Further, in the above method, the query statement further includes a query condition, where the pipeline allocated to the CPU is a thread instance running on the CPU according to the query condition; and the pipeline distributed to the GPU is a kernel function instance running on the GPU according to the query condition.
Further, in the above method, after the step two of executing in parallel each pipeline respectively allocated to the CPU and the GPU to obtain the CPU execution duration and the GPU execution duration corresponding to the current load allocation policy, the method further includes:
obtaining the execution result corresponding to each pipeline on the CPU and the GPU;
and obtaining a final query execution result corresponding to the query statement according to the execution result corresponding to each pipeline.

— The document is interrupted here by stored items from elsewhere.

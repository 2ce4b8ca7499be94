//! Content hashing for detecting drift between generated asset buffers.

use std::fmt;

/// A 128-bit XXH3 digest of a byte buffer.
///
/// Two buffers with the same `ContentHash` are assumed identical. The hash
/// is used purely for in-cache change detection (deciding whether an asset
/// buffer must be rewritten to disk), never for security.
#[derive(Clone, Copy, PartialEq, Eq, Hash)]
pub struct ContentHash(u128);

impl ContentHash {
    /// Computes the XXH3-128 digest of the given buffer.
    pub fn of(data: &[u8]) -> Self {
        Self(xxhash_rust::xxh3::xxh3_128(data))
    }
}

impl fmt::Display for ContentHash {
    fn fmt(&self, f: &mut fmt::Formatter<'_>) -> fmt::Result {
        write!(f, "{:032x}", self.0)
    }
}

impl fmt::Debug for ContentHash {
    fn fmt(&self, f: &mut fmt::Formatter<'_>) -> fmt::Result {
        write!(f, "ContentHash({:08x}..)", (self.0 >> 96) as u32)
    }
}

#[cfg(test)]
mod tests {
    use super::*;

    #[test]
    fn deterministic() {
        let a = ContentHash::of(b"roof_texture.png contents");
        let b = ContentHash::of(b"roof_texture.png contents");
        assert_eq!(a, b);
    }

    #[test]
    fn different_inputs_differ() {
        let a = ContentHash::of(b"first revision");
        let b = ContentHash::of(b"second revision");
        assert_ne!(a, b);
    }

    #[test]
    fn empty_buffer_hashes() {
        let a = ContentHash::of(b"");
        let b = ContentHash::of(b"");
        assert_eq!(a, b);
    }

    #[test]
    fn display_is_32_hex_chars() {
        let h = ContentHash::of(b"buffer");
        let s = format!("{h}");
        assert_eq!(s.len(), 32);
        assert!(s.chars().all(|c| c.is_ascii_hexdigit()));
    }

    #[test]
    fn debug_abbreviated() {
        let h = ContentHash::of(b"buffer");
        let s = format!("{h:?}");
        assert!(s.starts_with("ContentHash("));
        assert!(s.ends_with(".)"));
    }
}
//! The archive resolution boundary and the symbol table it produces.
//!
//! Parsing an archive into a symbol table is expensive and entirely
//! outside this crate: the cache only decides *when* to resolve, creates
//! the unpack directory, and retains the result. Implementations of
//! [`ArchiveResolver`] do the actual work.

use std::collections::HashMap;
use std::path::Path;
use std::sync::Arc;

/// A read-only symbol table built once per archive version.
///
/// Maps short symbolic keys (as referenced by rules) to fully resolved
/// locations, typically URIs into the unpack directory. The table is
/// immutable after construction; the cache hands out shared handles and
/// never mutates it.
#[derive(Debug, Clone, Default)]
pub struct ResolveMap {
    entries: HashMap<String, String>,
}

impl ResolveMap {
    /// Returns the resolved location for a symbolic key, if present.
    pub fn lookup(&self, key: &str) -> Option<&str> {
        self.entries.get(key).map(String::as_str)
    }

    /// Returns the number of symbols in the table.
    pub fn len(&self) -> usize {
        self.entries.len()
    }

    /// Returns `true` if the table contains no symbols.
    pub fn is_empty(&self) -> bool {
        self.entries.is_empty()
    }

    /// Iterates over the symbolic keys in the table.
    pub fn keys(&self) -> impl Iterator<Item = &str> {
        self.entries.keys().map(String::as_str)
    }
}

impl FromIterator<(String, String)> for ResolveMap {
    fn from_iter<I: IntoIterator<Item = (String, String)>>(iter: I) -> Self {
        Self {
            entries: iter.into_iter().collect(),
        }
    }
}

/// A resolve map shared between the cache and every caller holding a
/// handle.
///
/// Eviction of a cache entry never invalidates handles already issued:
/// the map lives as long as its longest holder.
pub type SharedResolveMap = Arc<ResolveMap>;

/// The resolver could not parse an archive.
#[derive(Debug, thiserror::Error)]
#[error("{message}")]
pub struct ResolverError {
    message: String,
}

impl ResolverError {
    /// Creates a resolver error with the given description.
    pub fn new(message: impl Into<String>) -> Self {
        Self {
            message: message.into(),
        }
    }
}

impl From<std::io::Error> for ResolverError {
    fn from(err: std::io::Error) -> Self {
        Self::new(err.to_string())
    }
}

/// Parses archives into resolve maps.
///
/// Invoked by the archive cache only on a miss. `unpack_dir` is a fresh,
/// empty directory owned by the cache; the resolver extracts whatever
/// file content the symbol table points into it. Implementations must be
/// callable from any engine thread.
pub trait ArchiveResolver: Send + Sync {
    /// Parses `archive`, extracting into `unpack_dir`, and returns the
    /// symbol table.
    fn resolve(&self, archive: &Path, unpack_dir: &Path) -> Result<ResolveMap, ResolverError>;
}
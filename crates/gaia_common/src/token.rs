//! Unique, filesystem-safe tokens for naming cache directories and files.

use rand::rngs::OsRng;
use rand::RngCore;
use std::fmt;

/// A globally unique token backed by 128 bits of OS randomness.
///
/// Tokens name unpack directories and materialized asset files, so paths
/// never collide across sessions or archives that share basenames. The
/// rendered form is 32 lowercase hex characters with no separators, safe
/// on every filesystem.
#[derive(Clone, Copy, PartialEq, Eq, Hash, Debug)]
pub struct Token([u8; 16]);

impl Token {
    /// Generates a fresh token from the operating system RNG.
    ///
    /// Fails only if the OS entropy source does. Callers must treat a
    /// failure as fatal to the operation that needed the token and leave
    /// no partial state behind.
    pub fn generate() -> Result<Self, TokenError> {
        let mut bytes = [0u8; 16];
        OsRng.try_fill_bytes(&mut bytes)?;
        Ok(Self(bytes))
    }
}

impl fmt::Display for Token {
    fn fmt(&self, f: &mut fmt::Formatter<'_>) -> fmt::Result {
        for byte in &self.0 {
            write!(f, "{byte:02x}")?;
        }
        Ok(())
    }
}

/// The operating system RNG could not produce token bytes.
#[derive(Debug, thiserror::Error)]
#[error("failed to generate a unique token: {source}")]
pub struct TokenError {
    /// The underlying RNG error.
    #[from]
    source: rand::Error,
}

Further, in the above method, the data input duration T of the data slice on the CPUIN_CThe time length used when the data fragments are copied in the memory of the CPU is obtained;
the data execution duration T of the data fragment on the CPUEXE_CA time duration for a thread instance running on the CPU;
the data output duration T of the data fragment on the CPUOUT_CThe time length used for copying the execution result corresponding to the pipeline in the CPU memory;
the data input duration T of the data fragment on the GPUIN_GA time length for copying the data fragment from the memory of the CPU to the video memory of the GPU;
the data execution duration T of the data fragment on the GPUEXE_GA duration for a kernel instance running on the GPU;
data output duration T of the data fragmentation on GPUOUT_GAnd the time length is used for copying the execution result corresponding to the pipeline from the video memory of the GPU to the memory of the CPU.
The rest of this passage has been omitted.